Welcome — and a bit about me

Hi, I'm Ciprian Gheorghite. If you've landed here, you've probably seen one of the things I've built — or you're just curious who's behind the site. Either way, welcome. Let me introduce myself properly.

The day job

For the last thirteen years I've worked as a backend developer, almost entirely on Salesforce Commerce Cloud. If that means nothing to you: it's the platform behind a lot of the online stores you've bought from without ever knowing its name. My corner of it is the part customers never see — the SFRA and SiteGenesis architecture, custom cartridge development, and the SOAP and REST integrations that quietly move orders, inventory, and pricing between systems while everyone else is looking at the pretty product page.
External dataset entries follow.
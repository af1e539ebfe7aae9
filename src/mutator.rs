use crate::error::EncodeError;
use crate::writer::JsonWriter;

/// Rewrites scope and parameter key names before they hit the output.
///
/// Two forms exist so implementations can avoid allocation where the
/// rewritten key is a view into the original (`supports_slice` +
/// `slice`), and fall back to copying into a caller-provided buffer
/// otherwise (`try_mutate`).
pub trait KeyNameMutator {
    /// True when `slice` can produce the mutated key as a subslice of
    /// the original text.
    fn supports_slice(&self) -> bool {
        false
    }

    /// Borrowed form of the mutation. Only called when
    /// `supports_slice` returns true.
    fn slice<'a>(&self, key: &'a str) -> &'a str {
        key
    }

    /// Writes the mutated key into `buf` as UTF-8 and returns the byte
    /// count, or `None` when `buf` is too small. The caller retries
    /// with a doubled buffer on `None`.
    fn try_mutate(&self, key: &str, buf: &mut [u8]) -> Option<usize>;
}

/// Keeps only the text after the last `.` separator, so
/// `MyApp.Services.UserId` becomes `UserId`. Slice-capable.
#[derive(Debug, Clone, Copy, Default)]
pub struct LastSegment;

impl KeyNameMutator for LastSegment {
    fn supports_slice(&self) -> bool {
        true
    }

    fn slice<'a>(&self, key: &'a str) -> &'a str {
        key.rsplit('.').next().unwrap_or(key)
    }

    fn try_mutate(&self, key: &str, buf: &mut [u8]) -> Option<usize> {
        let segment = self.slice(key).as_bytes();
        buf.get_mut(..segment.len())?.copy_from_slice(segment);
        Some(segment.len())
    }
}

/// Lower-cases the first character of the key. Only ASCII characters
/// change, keeping the byte length stable.
#[derive(Debug, Clone, Copy, Default)]
pub struct LowerFirstChar;

impl KeyNameMutator for LowerFirstChar {
    fn try_mutate(&self, key: &str, buf: &mut [u8]) -> Option<usize> {
        copy_with_first_char(key, buf, false)
    }
}

/// Upper-cases the first character of the key. ASCII only.
#[derive(Debug, Clone, Copy, Default)]
pub struct UpperFirstChar;

impl KeyNameMutator for UpperFirstChar {
    fn try_mutate(&self, key: &str, buf: &mut [u8]) -> Option<usize> {
        copy_with_first_char(key, buf, true)
    }
}

fn copy_with_first_char(key: &str, buf: &mut [u8], upper: bool) -> Option<usize> {
    let out = buf.get_mut(..key.len())?;
    out.copy_from_slice(key.as_bytes());
    if let Some(first) = out.first_mut() {
        if first.is_ascii() {
            *first = if upper { first.to_ascii_uppercase() } else { first.to_ascii_lowercase() };
        }
    }
    Some(key.len())
}

/// Reusable scratch size for the copy path. Larger attempts allocate a
/// fresh buffer for that attempt only.
pub(crate) const KEY_SCRATCH_LEN: usize = 256;

/// Writes `key` as a member key, routed through `mutator` when one is
/// configured. Copy mutators get a buffer sized to the key, doubled on
/// every too-small signal until the mutation fits.
pub(crate) fn write_key(
    json: &mut JsonWriter<'_>,
    key: &str,
    mutator: Option<&dyn KeyNameMutator>,
    scratch: &mut [u8; KEY_SCRATCH_LEN],
) -> Result<(), EncodeError> {
    let Some(mutator) = mutator else {
        return json.key(key);
    };
    if mutator.supports_slice() {
        return json.key(mutator.slice(key));
    }

    let mut size = key.len().max(1);
    loop {
        if size <= KEY_SCRATCH_LEN {
            if let Some(n) = mutator.try_mutate(key, &mut scratch[..size]) {
                return json.key(&String::from_utf8_lossy(&scratch[..n]));
            }
        } else {
            let mut buf = vec![0u8; size];
            if let Some(n) = mutator.try_mutate(key, &mut buf) {
                return json.key(&String::from_utf8_lossy(&buf[..n]));
            }
        }
        size *= 2;
    }
}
It's unglamorous, load-bearing work, and after all this time I still genuinely enjoy it. There's a particular satisfaction in the invisible stuff working exactly as it should — an integration that just runs, a checkout flow that never drops an order, a piece of logic that holds up under a Black Friday load it was never obviously designed for. Thirteen years in, I've developed strong opinions about what makes backend code survive contact with the real world, and not all of them are the ones I started with.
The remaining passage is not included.